The latter process has many advantages over the former; it is free from the
disappointment which attends excited expectation, when imagination has
outstripped reality, and from the accidents that mar the scheme of the tourist's
single day, when the valleys may be drenched with rain, or the mountains
shrouded with mist.
The Captain was one morning preparing to sally forth on his usual exploration,
when he heard a voice without, inquiring for a guide to the ruined castle. The
voice seemed familiar to him, and going forth into the gateway, he recognised
Mr. Chainmail. After greetings and inquiries for the absent: "You vanished very
abruptly, Captain," said Mr. Chainmail, "from our party on the canal."
CAPTAIN FITZCHROME. To tell you the truth, I had a particular reason for trying
the effect of absence from a part of that party.
MR. CHAINMAIL. I surmised as much: at the same time, the unusual melancholy
of an in general most vivacious young lady made me wonder at your having
acted so precipitately. The lady's heart is yours, if there be truth in signs.
CAPTAIN FITZCHROME. Hearts are not now what they were in the days of the
old song: "Will love be controlled by advice?"
MR. CHAINMAIL. Very true; hearts, heads, and arms have all degenerated, most
sadly.
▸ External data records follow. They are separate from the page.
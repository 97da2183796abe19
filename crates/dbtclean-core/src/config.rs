//! Configuration: dbtclean.toml, profiles.yml lookup, owner roles and credentials

use serde::{Deserialize, Serialize};
use std::collections::BTreeSet;
use std::path::{Path, PathBuf};

/// Role that materializes dbt models unless told otherwise
pub const DEFAULT_ROLE: &str = "dbt_funcrole";

/// Environment variables holding the Snowflake credentials, in report order
pub const CREDENTIAL_VARS: [&str; 4] = [
    "SNOWFLAKE_ACCOUNT",
    "SNOWFLAKE_USERNAME",
    "SNOWFLAKE_PASSWORD",
    "SNOWFLAKE_ROLE",
];

/// Snowflake session settings
#[derive(Debug, Clone, PartialEq, Serialize, Deserialize)]
pub struct WarehouseSettings {
    /// Virtual warehouse used for the metadata query and drops
    #[serde(default = "default_warehouse")]
    pub name: String,
}

fn default_warehouse() -> String {
    "compute_etl".to_string()
}

impl Default for WarehouseSettings {
    fn default() -> Self {
        Self {
            name: default_warehouse(),
        }
    }
}

/// How to reach the dbt project
#[derive(Debug, Clone, PartialEq, Serialize, Deserialize)]
pub struct DbtSettings {
    /// dbt executable to invoke for `dbt ls`
    #[serde(default = "default_executable")]
    pub executable: String,

    /// Path to profiles.yml
    #[serde(default = "default_profiles")]
    pub profiles: PathBuf,

    /// dbt project directory (defaults to the working directory)
    #[serde(default)]
    pub project_dir: Option<PathBuf>,
}

fn default_executable() -> String {
    "dbt".to_string()
}

fn default_profiles() -> PathBuf {
    PathBuf::from("profiles.yml")
}

impl Default for DbtSettings {
    fn default() -> Self {
        Self {
            executable: default_executable(),
            profiles: default_profiles(),
            project_dir: None,
        }
    }
}

/// Main configuration structure (dbtclean.toml)
#[derive(Debug, Clone, Default, PartialEq, Serialize, Deserialize)]
pub struct Config {
    /// Warehouse session settings
    #[serde(default)]
    pub warehouse: WarehouseSettings,

    /// dbt invocation settings
    #[serde(default)]
    pub dbt: DbtSettings,

    /// Extra owner roles, added to the default role
    #[serde(default)]
    pub roles: Vec<String>,
}

impl Config {
    /// Load config from TOML file
    pub fn from_file(path: &Path) -> Result<Self, ConfigError> {
        let contents = std::fs::read_to_string(path)
            .map_err(|e| ConfigError::IoError(path.display().to_string(), e.to_string()))?;

        Self::from_toml(&contents)
    }

    /// Load config from TOML string
    pub fn from_toml(toml: &str) -> Result<Self, ConfigError> {
        toml::from_str(toml)
            .map_err(|e| ConfigError::ParseError(e.to_string()))
    }
}

/// Owner roles used to attribute warehouse objects to dbt
///
/// Always contains the default role; supplied roles extend it. Names are
/// lower-cased and deduplicated.
#[derive(Debug, Clone, PartialEq, Eq)]
pub struct RoleSet(BTreeSet<String>);

impl RoleSet {
    /// The default role set: just `dbt_funcrole`
    pub fn with_default() -> Self {
        let mut roles = BTreeSet::new();
        roles.insert(DEFAULT_ROLE.to_string());
        Self(roles)
    }

    /// Add roles to the set
    pub fn extend<I, S>(mut self, roles: I) -> Self
    where
        I: IntoIterator<Item = S>,
        S: AsRef<str>,
    {
        self.0.extend(
            roles
                .into_iter()
                .map(|r| r.as_ref().trim().to_lowercase())
                .filter(|r| !r.is_empty()),
        );
        self
    }

    pub fn contains(&self, role: &str) -> bool {
        self.0.contains(&role.to_lowercase())
    }

    pub fn iter(&self) -> impl Iterator<Item = &str> {
        self.0.iter().map(String::as_str)
    }

    pub fn len(&self) -> usize {
        self.0.len()
    }

    pub fn is_empty(&self) -> bool {
        self.0.is_empty()
    }

    pub fn to_vec(&self) -> Vec<String> {
        self.0.iter().cloned().collect()
    }
}

impl Default for RoleSet {
    fn default() -> Self {
        Self::with_default()
    }
}

/// dbt profiles.yml
#[derive(Debug, Clone)]
pub struct Profiles {
    root: serde_yaml::Value,
}

impl Profiles {
    /// Load profiles from a YAML file
    pub fn from_file(path: &Path) -> Result<Self, ConfigError> {
        let contents = std::fs::read_to_string(path)
            .map_err(|e| ConfigError::IoError(path.display().to_string(), e.to_string()))?;

        Self::from_yaml(&contents)
    }

    /// Parse profiles from a YAML string
    pub fn from_yaml(yaml: &str) -> Result<Self, ConfigError> {
        let root = serde_yaml::from_str(yaml)
            .map_err(|e| ConfigError::ParseError(e.to_string()))?;
        Ok(Self { root })
    }

    /// Resolve `<project>.outputs.<target>.database`
    pub fn resolve_database(&self, project: &str, target: &str) -> Result<String, ConfigError> {
        self.root
            .get(project)
            .and_then(|profile| profile.get("outputs"))
            .and_then(|outputs| outputs.get(target))
            .and_then(|output| output.get("database"))
            .and_then(|database| database.as_str())
            .map(str::trim)
            .filter(|database| !database.is_empty())
            .map(str::to_string)
            .ok_or_else(|| ConfigError::DatabaseNotResolved {
                project: project.to_string(),
                target: target.to_string(),
            })
    }
}

/// Snowflake credentials for the dbt user
///
/// Built once at startup and passed to the warehouse adapter.
#[derive(Clone)]
pub struct Credentials {
    pub account: String,
    pub username: String,
    pub password: String,
    pub role: String,
}

impl Credentials {
    /// Read credentials from the process environment
    pub fn from_env() -> Result<Self, ConfigError> {
        Self::from_lookup(|name| std::env::var(name).ok())
    }

    /// Read credentials through a variable lookup
    ///
    /// Every variable must be set and non-empty; all missing names are
    /// reported together.
    pub fn from_lookup<F>(lookup: F) -> Result<Self, ConfigError>
    where
        F: Fn(&str) -> Option<String>,
    {
        let values: Vec<Option<String>> = CREDENTIAL_VARS
            .iter()
            .map(|name| lookup(name).filter(|v| !v.trim().is_empty()))
            .collect();

        let missing: Vec<&'static str> = CREDENTIAL_VARS
            .iter()
            .zip(&values)
            .filter(|(_, value)| value.is_none())
            .map(|(name, _)| *name)
            .collect();

        if !missing.is_empty() {
            return Err(ConfigError::CredentialsMissing { missing });
        }

        let mut values = values.into_iter().flatten();
        Ok(Self {
            account: values.next().unwrap_or_default(),
            username: values.next().unwrap_or_default(),
            password: values.next().unwrap_or_default(),
            role: values.next().unwrap_or_default(),
        })
    }
}

impl std::fmt::Debug for Credentials {
    fn fmt(&self, f: &mut std::fmt::Formatter<'_>) -> std::fmt::Result {
        f.debug_struct("Credentials")
            .field("account", &self.account)
            .field("username", &self.username)
            .field("password", &"<redacted>")
            .field("role", &self.role)
            .finish()
    }
}

/// Config error types
#[derive(Debug, thiserror::Error)]
pub enum ConfigError {
    #[error("Failed to read {0}: {1}")]
    IoError(String, String),

    #[error("Parse error: {0}")]
    ParseError(String),

    #[error("No database configured for project '{project}', target '{target}' in profiles.yml")]
    DatabaseNotResolved { project: String, target: String },

    #[error("Missing Snowflake credentials: {}", .missing.join(", "))]
    CredentialsMissing { missing: Vec<&'static str> },
}

#[cfg(test)]
mod tests {
    use super::*;
    use pretty_assertions::assert_eq;
    use std::collections::HashMap;

    const PROFILES: &str = r#"
adventureworks:
  target: dev
  outputs:
    dev:
      type: snowflake
      database: ADVENTUREWORKS_DEV
      schema: staging
    prod:
      type: snowflake
      schema: marts
config:
  send_anonymous_usage_stats: false
"#;

    #[test]
    fn default_config() {
        let config = Config::default();
        assert_eq!(config.warehouse.name, "compute_etl");
        assert_eq!(config.dbt.executable, "dbt");
        assert_eq!(config.dbt.profiles, PathBuf::from("profiles.yml"));
        assert!(config.roles.is_empty());
    }

    #[test]
    fn partial_toml_keeps_defaults() {
        let config = Config::from_toml(
            r#"
roles = ["dbt_devrole"]

[warehouse]
name = "transforming"
"#,
        )
        .unwrap();

        assert_eq!(config.warehouse.name, "transforming");
        assert_eq!(config.dbt.executable, "dbt");
        assert_eq!(config.roles, vec!["dbt_devrole".to_string()]);
    }

    #[test]
    fn config_from_file() {
        let dir = tempfile::tempdir().unwrap();
        let path = dir.path().join("dbtclean.toml");
        std::fs::write(&path, "[dbt]\nexecutable = \"/opt/dbt/bin/dbt\"\n").unwrap();

        let config = Config::from_file(&path).unwrap();
        assert_eq!(config.dbt.executable, "/opt/dbt/bin/dbt");
    }

    #[test]
    fn roles_extend_default() {
        let roles = RoleSet::with_default().extend(["DBT_DEVROLE", "dbt_funcrole", " "]);
        assert_eq!(roles.to_vec(), vec!["dbt_devrole".to_string(), "dbt_funcrole".to_string()]);
        assert!(roles.contains("DBT_FUNCROLE"));
    }

    #[test]
    fn resolves_target_database() {
        let profiles = Profiles::from_yaml(PROFILES).unwrap();
        assert_eq!(
            profiles.resolve_database("adventureworks", "dev").unwrap(),
            "ADVENTUREWORKS_DEV"
        );
    }

    #[test]
    fn missing_database_is_an_error() {
        let profiles = Profiles::from_yaml(PROFILES).unwrap();

        for (project, target) in [("adventureworks", "prod"), ("adventureworks", "ci"), ("other", "dev")] {
            let err = profiles.resolve_database(project, target).unwrap_err();
            assert!(matches!(err, ConfigError::DatabaseNotResolved { .. }));
        }
    }

    #[test]
    fn credentials_complete() {
        let env: HashMap<&str, &str> = [
            ("SNOWFLAKE_ACCOUNT", "xy12345"),
            ("SNOWFLAKE_USERNAME", "dbt_user"),
            ("SNOWFLAKE_PASSWORD", "secret"),
            ("SNOWFLAKE_ROLE", "dbt_funcrole"),
        ]
        .into_iter()
        .collect();

        let creds = Credentials::from_lookup(|name| env.get(name).map(|v| v.to_string())).unwrap();
        assert_eq!(creds.account, "xy12345");
        assert_eq!(creds.role, "dbt_funcrole");
        assert!(!format!("{:?}", creds).contains("secret"));
    }

    #[test]
    fn credentials_partially_set() {
        let env: HashMap<&str, &str> = [
            ("SNOWFLAKE_ACCOUNT", "xy12345"),
            ("SNOWFLAKE_PASSWORD", ""),
        ]
        .into_iter()
        .collect();

        match Credentials::from_lookup(|name| env.get(name).map(|v| v.to_string())) {
            Err(ConfigError::CredentialsMissing { missing }) => {
                assert_eq!(
                    missing,
                    vec!["SNOWFLAKE_USERNAME", "SNOWFLAKE_PASSWORD", "SNOWFLAKE_ROLE"]
                );
            }
            other => panic!("expected CredentialsMissing, got {:?}", other),
        }
    }
}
We can no more feel the high impassioned love of the ages, which some
people have the impudence to call dark, than we can wield King Richard's
battleaxe, bend Robin Hood's bow, or flourish the oaken graft of the Pindar of
Wakefield. Still we have our tastes and feelings, though they deserve not the
name of passions; and some of us may pluck up spirit to try to carry a point,
when we reflect that we have to contend with men no better than ourselves.
CAPTAIN FITZCHROME. We do not now break lances for ladies.